Check the records below line by line for the string "last". Give the number of lines that contain it and nothing else.

**** Data ****

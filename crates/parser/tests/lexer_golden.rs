use godecl_parser::error::{Diag, LexErrorKind};
use godecl_parser::lexer::{tokenize, Tok};

fn lex_all(input: &str) -> (Vec<(usize, Tok<'_>, usize)>, Vec<Diag>) {
    tokenize(input)
}

/// Token stream without spans; literals keep their text.
fn texts(input: &str) -> Vec<String> {
    let (toks, diags) = lex_all(input);
    assert!(diags.is_empty(), "input={input:?} diags={diags:?}");
    toks.iter().map(|(_, t, _)| t.to_string()).collect()
}

fn first_diag(input: &str) -> Diag {
    let (_, diags) = lex_all(input);
    diags
        .into_iter()
        .next()
        .unwrap_or_else(|| panic!("expected a diagnostic for {input:?}"))
}

#[test]
fn declaration_token_stream() {
    assert_eq!(
        texts("var x *[]map[int][2]string"),
        ["var", "x", "*", "[", "]", "map", "[", "int", "]", "[", "2", "]", "string", ";"]
    );
}

#[test]
fn signature_token_stream() {
    assert_eq!(
        texts("func(a ...int) (<-chan T, error)"),
        ["func", "(", "a", "...", "int", ")", "(", "<-", "chan", "T", ",", "error", ")", ";"]
    );
}

#[test]
fn literal_kinds() {
    let (toks, diags) = lex_all("0x1F 1.5e3 3i 'a' \"s\\n\" `raw`");
    assert!(diags.is_empty(), "{diags:?}");
    let kinds: Vec<_> = toks.iter().map(|(_, t, _)| t.symbol()).collect();
    assert_eq!(kinds, ["INT", "FLOAT", "IMAG", "CHAR", "STRING", "STRING", ";"]);
}

#[test]
fn spans_cover_source_text() {
    let src = "x := \"héllo\"";
    let (toks, _) = lex_all(src);
    let (s, t, e) = toks[2];
    assert_eq!(&src[s..e], "\"héllo\"");
    assert_eq!(t, Tok::StringLit("\"héllo\""));
}

#[test]
fn unicode_identifiers() {
    assert_eq!(texts("ñame := π"), ["ñame", ":=", "π", ";"]);
}

#[test]
fn longest_operator_wins() {
    assert_eq!(texts("a &^= b<<=c"), ["a", "&^=", "b", "<<=", "c", ";"]);
    assert_eq!(texts("x...y"), ["x", "...", "y", ";"]);
    assert_eq!(texts(".5"), [".5", ";"]);
}

#[test]
fn bom_only_at_start() {
    assert_eq!(texts("\u{FEFF}x"), ["x", ";"]);

    let (toks, diags) = lex_all("x\u{FEFF}");
    assert!(!diags.is_empty());
    assert!(toks.iter().any(|(_, t, _)| *t == Tok::Error));
}

#[test]
fn malformed_numbers() {
    for src in ["09", "0x", "1__0", "0b102", "1e"] {
        let diag = first_diag(src);
        assert_eq!(diag.message, LexErrorKind::InvalidNumber.to_string(), "{src}");
        assert_eq!(diag.span.start, 0, "{src}");
    }
    // Decimal imaginary literals may have leading zeros.
    assert_eq!(texts("0789i"), ["0789i", ";"]);
}

#[test]
fn bad_escapes() {
    for src in [r#""\q""#, r#""\x4""#, r#""\400""#, r#""\uD800""#, r"'\z'"] {
        assert_eq!(
            first_diag(src).message,
            LexErrorKind::InvalidEscape.to_string(),
            "{src}"
        );
    }
    assert_eq!(texts(r#""\x41é\U0001F600\101""#).len(), 2);
}

#[test]
fn multi_char_rune_is_invalid() {
    assert_eq!(first_diag("'ab'").message, LexErrorKind::InvalidToken.to_string());
}

#[test]
fn unterminated_block_comment() {
    let (toks, diags) = lex_all("x/*");
    assert_eq!(toks[0].1, Tok::Ident("x"));
    assert!(toks.iter().any(|(_, t, _)| *t == Tok::Error), "{toks:?}");
    assert_eq!(diags[0].message, LexErrorKind::UnterminatedComment.to_string());
}

#[test]
fn stray_character_is_reported_and_skipped() {
    let (toks, diags) = lex_all("a @ b");
    assert_eq!(diags.len(), 1);
    assert_eq!(diags[0].span.start, 2);
    assert_eq!(toks.last().map(|t| t.1), Some(Tok::Semi));
}
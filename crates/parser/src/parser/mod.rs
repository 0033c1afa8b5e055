//! # Fragment Parser
//!
//! Recursive-descent parser for a single Go expression, declaration or
//! statement, following the structure of Go's own `go/parser`.
//!
//! Parsing stops at the first syntax error; lexical diagnostics collected
//! along the way are reported ahead of it.
//!
//! ## Example
//!
//! ```rust
//! use godecl_parser::{parse_expr, ast::Expr};
//!
//! let frag = parse_expr("*[]int").unwrap();
//! assert!(matches!(frag.expr(frag.root), Expr::Star { .. }));
//! ```

mod decls;
mod exprs;
mod stmts;
mod types;

use crate::ast::{
    AstArena, DeclId, Expr, ExprId, Field, FieldId, Fragment, IdentName, Interner, Span, Stmt,
    StmtId,
};
use crate::error::{Diag, DiagKind, ParseFailure};
use crate::lexer::{tokenize, Tok};

pub(crate) type PResult<T> = Result<T, Diag>;

/// Deepest nesting of expressions, types and statements a fragment may use.
/// Rendering recurses as deep as parsing, so the bound covers both.
const MAX_NEST_LEV: u32 = 256;

#[inline]
pub(crate) fn parse_diag(span: Span, message: impl Into<String>) -> Diag {
    Diag {
        kind: DiagKind::Parse,
        span,
        message: message.into(),
    }
}

// =============================================================================
// PARSER
// =============================================================================

pub(crate) struct Parser<'src> {
    tokens: Vec<(usize, Tok<'src>, usize)>,
    /// Current token index; never moves past the trailing `Eof`.
    current: usize,
    /// End offset of the last consumed token.
    prev_end: usize,
    /// < 0: in control clause, >= 0: in expression
    expr_lev: i32,
    /// Current nesting depth, bounded by `MAX_NEST_LEV`.
    nest_lev: u32,
    arena: AstArena,
    interner: Interner,
}

impl<'src> Parser<'src> {
    fn new(src: &'src str, mut tokens: Vec<(usize, Tok<'src>, usize)>) -> Self {
        tokens.push((src.len(), Tok::Eof, src.len()));
        Self {
            tokens,
            current: 0,
            prev_end: 0,
            expr_lev: 0,
            nest_lev: 0,
            arena: AstArena::new(),
            interner: Interner::new(),
        }
    }

    // =========================================================================
    // TOKEN ACCESS
    // =========================================================================

    #[inline]
    fn tok(&self) -> Tok<'src> {
        self.tokens[self.current].1
    }

    #[inline]
    fn peek(&self, n: usize) -> Tok<'src> {
        self.tokens.get(self.current + n).map_or(Tok::Eof, |t| t.1)
    }

    #[inline]
    fn pos(&self) -> usize {
        self.tokens[self.current].0
    }

    #[inline]
    fn span(&self) -> Span {
        let (start, _, end) = self.tokens[self.current];
        Span::new(start, end)
    }

    #[inline]
    fn at(&self, tok: Tok<'_>) -> bool {
        self.tok() == tok
    }

    /// Consumes the current token and returns its span.
    fn next(&mut self) -> Span {
        let (start, tok, end) = self.tokens[self.current];
        if tok != Tok::Eof {
            self.current += 1;
        }
        self.prev_end = end;
        Span::new(start, end)
    }

    fn eat(&mut self, tok: Tok<'_>) -> Option<Span> {
        self.at(tok).then(|| self.next())
    }

    fn expect(&mut self, tok: Tok<'_>) -> PResult<Span> {
        match self.eat(tok) {
            Some(span) => Ok(span),
            None => Err(self.error_expected(&format!("'{}'", tok.symbol()))),
        }
    }

    /// Statement terminator: `;`, or nothing in front of a closing delimiter.
    fn expect_semi(&mut self) -> PResult<()> {
        match self.tok() {
            Tok::Semi => {
                self.next();
                Ok(())
            }
            Tok::RParen | Tok::RBrace | Tok::Eof => Ok(()),
            _ => Err(self.error_expected("';'")),
        }
    }

    /// Whether the current token is a semicolon inserted at a line break.
    #[inline]
    fn at_newline(&self) -> bool {
        let (start, tok, end) = self.tokens[self.current];
        tok == Tok::Semi && start == end
    }

    #[inline]
    fn span_from(&self, start: usize) -> Span {
        Span::new(start, self.prev_end.max(start))
    }

    // =========================================================================
    // NESTING
    // =========================================================================

    /// Descends one level; fails once the fragment nests too deeply.
    fn enter(&mut self) -> PResult<()> {
        if self.nest_lev >= MAX_NEST_LEV {
            return Err(parse_diag(self.span(), "exceeded max nesting depth"));
        }
        self.nest_lev += 1;
        Ok(())
    }

    /// Runs `f` one level deeper. Levels `f` enters itself are given back
    /// when it returns.
    fn nested<T>(&mut self, f: impl FnOnce(&mut Self) -> PResult<T>) -> PResult<T> {
        let depth = self.nest_lev;
        let res = self.enter().and_then(|()| f(self));
        self.nest_lev = depth;
        res
    }

    // =========================================================================
    // ERRORS
    // =========================================================================

    /// How the current token reads in a diagnostic.
    fn found(&self) -> String {
        let tok = self.tok();
        if self.at_newline() {
            "newline".to_string()
        } else if tok.is_literal() {
            tok.to_string()
        } else {
            format!("'{tok}'")
        }
    }

    fn error_expected(&self, what: &str) -> Diag {
        parse_diag(self.span(), format!("expected {what}, found {}", self.found()))
    }

    // =========================================================================
    // NODES
    // =========================================================================

    #[inline]
    fn alloc(&mut self, expr: Expr, span: Span) -> ExprId {
        self.arena.exprs.alloc(expr, span)
    }

    #[inline]
    fn alloc_stmt(&mut self, stmt: Stmt, span: Span) -> StmtId {
        self.arena.stmts.alloc(stmt, span)
    }

    #[inline]
    fn alloc_field(&mut self, field: Field, span: Span) -> FieldId {
        self.arena.fields.alloc(field, span)
    }

    fn ident(&mut self) -> PResult<IdentName> {
        match self.tok() {
            Tok::Ident(name) => {
                let pos = self.next();
                let sym = self.interner.intern(name);
                Ok(IdentName { sym, pos })
            }
            _ => Err(self.error_expected("'IDENT'")),
        }
    }

    fn ident_list(&mut self) -> PResult<Vec<IdentName>> {
        let mut names = vec![self.ident()?];
        while self.eat(Tok::Comma).is_some() {
            names.push(self.ident()?);
        }
        Ok(names)
    }

    /// Strips `Expr::Paren` wrappers.
    fn unparen(&self, mut x: ExprId) -> ExprId {
        while let Expr::Paren { expr, .. } = self.arena.exprs[x] {
            x = expr;
        }
        x
    }
}

// =============================================================================
// ENTRY POINTS
// =============================================================================

fn run<'src, R>(
    src: &'src str,
    root: impl FnOnce(&mut Parser<'src>) -> PResult<R>,
) -> Result<Fragment<'src, R>, ParseFailure> {
    let (tokens, mut diags) = tokenize(src);
    let mut parser = Parser::new(src, tokens);

    match root(&mut parser) {
        Ok(root) if diags.is_empty() => Ok(Fragment {
            src,
            arena: parser.arena,
            interner: parser.interner,
            root,
        }),
        Ok(_) => Err(ParseFailure::new(src, diags)),
        Err(diag) => {
            diags.push(diag);
            Err(ParseFailure::new(src, diags))
        }
    }
}

/// Parses a single expression (types included).
///
/// A line break may follow the expression; anything else is an error.
pub fn parse_expr(src: &str) -> Result<Fragment<'_, ExprId>, ParseFailure> {
    run(src, |p| {
        let x = p.expr()?;
        if p.at_newline() {
            p.next();
        }
        p.expect(Tok::Eof)?;
        Ok(x)
    })
}

/// Parses a single top-level declaration: `import`, `const`, `type`, `var`
/// or a function/method declaration.
pub fn parse_decl(src: &str) -> Result<Fragment<'_, DeclId>, ParseFailure> {
    run(src, |p| {
        let decl = p.decl()?;
        p.expect_semi()?;
        while p.eat(Tok::Semi).is_some() {}
        p.expect(Tok::Eof)?;
        Ok(decl)
    })
}

/// Parses a single statement. Empty input is the empty statement.
pub fn parse_stmt(src: &str) -> Result<Fragment<'_, StmtId>, ParseFailure> {
    run(src, |p| {
        let stmt = p.stmt()?;
        p.expect_semi()?;
        while p.eat(Tok::Semi).is_some() {}
        p.expect(Tok::Eof)?;
        Ok(stmt)
    })
}
// =============================================================================
// 3. Numbers: maximal munch in the callback, validation in the wrapper
// =============================================================================

mod num {
    use super::*;

    fn prefix_base(lit: &[u8]) -> u32 {
        match lit {
            [b'0', p, ..] => match p | 0x20 {
                b'x' => 16,
                b'o' => 8,
                b'b' => 2,
                _ => 10,
            },
            _ => 10,
        }
    }

    /// Extends a number token to its maximal munch.
    ///
    /// Digits outside the base stay inside the token (`0b2`, `09`) so that
    /// they are rejected as one malformed literal by `classify`.
    pub(super) fn lex_number(lex: &mut LogosLexer<'_, RawTok>) {
        let src = lex.source().as_bytes();
        let start = lex.span().start;
        let base = prefix_base(&src[start..]);
        let mut i = start + if base == 10 { 0 } else { 2 };

        let digits = |mut i: usize| {
            while i < src.len()
                && (src[i] == b'_'
                    || if base == 16 {
                        is_hex_digit(src[i])
                    } else {
                        is_dec_digit(src[i])
                    })
            {
                i += 1;
            }
            i
        };

        i = digits(i);
        if src.get(i) == Some(&b'.') && src.get(i + 1) != Some(&b'.') {
            i = digits(i + 1);
        }
        if src.get(i).is_some_and(|&e| matches!(e | 0x20, b'e' | b'p')) {
            i += 1;
            if matches!(src.get(i), Some(b'+' | b'-')) {
                i += 1;
            }
            while i < src.len() && (is_dec_digit(src[i]) || src[i] == b'_') {
                i += 1;
            }
        }

        let already = lex.span().end;
        if i > already {
            lex.bump(i - already);
        }
    }

    fn underscores_ok(lit: &[u8], base: u32) -> bool {
        let digit = |b: u8| {
            if base == 16 {
                is_hex_digit(b)
            } else {
                is_dec_digit(b)
            }
        };
        lit.iter().enumerate().all(|(i, &b)| {
            if b != b'_' {
                return true;
            }
            let after_prefix = base != 10 && i == 2;
            let prev_ok = after_prefix || (i > 0 && digit(lit[i - 1]));
            let next_ok = lit.get(i + 1).is_some_and(|&n| digit(n));
            prev_ok && next_ok
        })
    }

    /// Validates a numeric literal; `Ok(true)` for floats, `Ok(false)` for ints.
    pub fn classify(lit: &[u8]) -> Result<bool, LexErrorKind> {
        const BAD: Result<bool, LexErrorKind> = Err(LexErrorKind::InvalidNumber);

        let base = prefix_base(lit);
        if !underscores_ok(lit, base) {
            return BAD;
        }
        let body = if base == 10 { lit } else { &lit[2..] };
        let in_base = |b: u8| match base {
            2 => matches!(b, b'0' | b'1'),
            8 => is_oct_digit(b),
            16 => is_hex_digit(b),
            _ => is_dec_digit(b),
        };

        let mut i = 0;
        let mut mantissa = 0;
        let mut run = |i: &mut usize| {
            while *i < body.len() && (in_base(body[*i]) || body[*i] == b'_') {
                mantissa += usize::from(body[*i] != b'_');
                *i += 1;
            }
        };

        run(&mut i);
        let mut float = false;
        if body.get(i) == Some(&b'.') {
            if base == 2 || base == 8 {
                return BAD;
            }
            float = true;
            i += 1;
            run(&mut i);
        }
        if mantissa == 0 {
            return BAD;
        }

        let exp_char = if base == 16 { b'p' } else { b'e' };
        match body.get(i) {
            Some(&e) if base >= 10 && e | 0x20 == exp_char => {
                float = true;
                i += 1;
                if matches!(body.get(i), Some(b'+' | b'-')) {
                    i += 1;
                }
                let exp_start = i;
                while i < body.len() && (is_dec_digit(body[i]) || body[i] == b'_') {
                    i += 1;
                }
                if !body[exp_start..i].iter().any(|&b| is_dec_digit(b)) {
                    return BAD;
                }
            }
            _ if base == 16 && float => return BAD,
            _ => {}
        }

        if i != body.len() {
            return BAD;
        }

        // Legacy octal: a leading zero without fraction or exponent.
        let legacy_octal = base == 10 && !float && lit.len() > 1 && lit[0] == b'0';
        if legacy_octal && !lit.iter().all(|&b| is_oct_digit(b) || b == b'_') {
            return BAD;
        }

        Ok(float)
    }
}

****

■ Solution for this problem
2